Chóry Anielskie niechaj cię podejmą
I z Chrystusem zmartwychwstałym miej radość wieczną.
SIOSTRA M. ESTERA
Katarzyna, Zofia Grzenkowicz
Zmarła 11 kwietnia 2018 r. w domu zakonnym przy ul. Rycerskiej 2 w Warszawie
Urodziła się 10 maja 1964 r. w Wejherowie
Do Zgromadzenia wstąpiła 27 grudnia 1985 r. w Zalesiu Górnym
Pierwsze Śluby złożyła 1 sierpnia 1987 r. w Zalesiu Górnym
Śluby Wieczyste złożyła 18 sierpnia 1992 r. w Zalesiu Górnym
Siostra M. Estera urodziła się 10 maja 1964 roku w Wejherowie. W życiorysie przed wstąpieniem do Zgromadzenia S.M. Estera pisze, że Rodzice „Helena i Józef zajmowali się moim wychowaniem, ucząc mnie podstawowych prawd wiary oraz starali się wykształcić we mnie wrażliwe i czułe serce na krzywdę drugiego człowieka.”

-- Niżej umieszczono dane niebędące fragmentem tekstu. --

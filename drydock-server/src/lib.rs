//! The Drydock HTTP service.
//!
//! Wires the endpoint registry, request router, body parser, session
//! provider and fault-containing dispatcher into one axum application.

#![warn(clippy::pedantic)]
#![deny(clippy::unwrap_used)]

pub mod background;
pub mod body;
pub mod dispatch;
pub mod error;
pub mod registry;
pub mod router;
pub mod serialize;
pub mod service;

pub use error::{ServiceError, StartupError};
pub use registry::{EndpointRegistry, RegistryBuilder, RegistryError};
pub use router::{route, BodyFormat};
pub use service::{create_app, App, SESSION_COOKIE};

use std::sync::Arc;

use drydock_core::Config;
use drydock_endpoints::RepositoryEndpoint;

/// Build the endpoint registry for a production server.
///
/// # Errors
/// Returns [`StartupError`] if an endpoint cannot be constructed or a
/// name collides.
pub fn build_registry(config: &Config) -> Result<EndpointRegistry, StartupError> {
    let repository = RepositoryEndpoint::from_config(config)?;
    let builder = RegistryBuilder::new().register("repository", Arc::new(repository))?;
    Ok(builder.build())
}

W latach 1971-1979 uczęszczała do Szkoły Podstawowej w Wejherowie, a po jej ukończeniu kontynuowała naukę w Liceum Ogólnokształcącym, w klasie o profilu bilogiczno-chemicznym. Po otrzymaniu w maju 1983 roku świadectwa dojrzałości, chcąc służyć ludziom chorym i cierpiącym, rozpoczęła naukę w Zawodowym Studium Medycznym w Wejherowie. W liście do Siostry Prowincjalnej M. Elżbiety pisała: „Rozpoczęłam naukę w Studium Medycznym, ale nie chciałam skończyć nauki tak, aby tylko skończyć. Starałam się zdobyć jak najwięcej wiedzy, zdobywałam jak najlepsze oceny, bo jeżeli mam służyć ludziom, to jak najlepiej.” W czerwcu 1985 roku ukończyła Studium i otrzymała tytuł pielęgniarki dyplomowanej. Bezpośrednio po ukończeniu studium podjęła pracę w Wejherowskim Szpitalu na oddziale dziecięcym chorób zakaźnych i pracowała aż do momentu wstąpienia do Zgromadzenia w grudniu 1985 r.
Po przebytej formacji zakonnej w Zalesiu Górnym i Krynicy Zdroju, przez dwa lata (1988-1990), pracowała na stanowisku pielęgniarki w Ośrodku Wychowawczym dla dzieci prowadzonym przez nasze Zgromadzenie w Otwocku.
W latach 1990-1993 przebywała we Wspólnocie w Warszawie na ul. Krasickiego, a później na ul. Kolbaczewskiej i podejmowała pracę w Szpitalu na Goszczyńskiego.
W roku 1993 została założona pierwsza placówka w Rosji, w Nowosybirsku, gdzie S.M. Estera wraz z innymi Siostrami organizowała podwaliny posługi na ziemi rosyjskiej. Jako pielęgniarka służyła chorym i opuszczonym w ich własnych domach, na dworcu, a potem i w szpitalu.
Po powrocie z Rosji podjęła pracę jako pielęgniarka (1996-2000) w naszym przedszkolu w Otwocku, a następnie powróciła do pracy w szpitalu (2000-2004) i mieszkała we Wspólnocie na Krasickiego.
W roku 2004 ukończyła Wyższą Szkołę Zarządzania i Przedsiębiorczości im. Bogdana Jańskiego w Warszawie na kierunku Zarządzanie i Marketing uzyskując tytuł magistra. Wówczas podjęła obowiązki dyrektora Zakładu Leczniczo-Wychowawczego oraz Przedszkola Niepublicznego Nr 2 w Otwocku, gdzie przez dwa lata kierowała tą placówką.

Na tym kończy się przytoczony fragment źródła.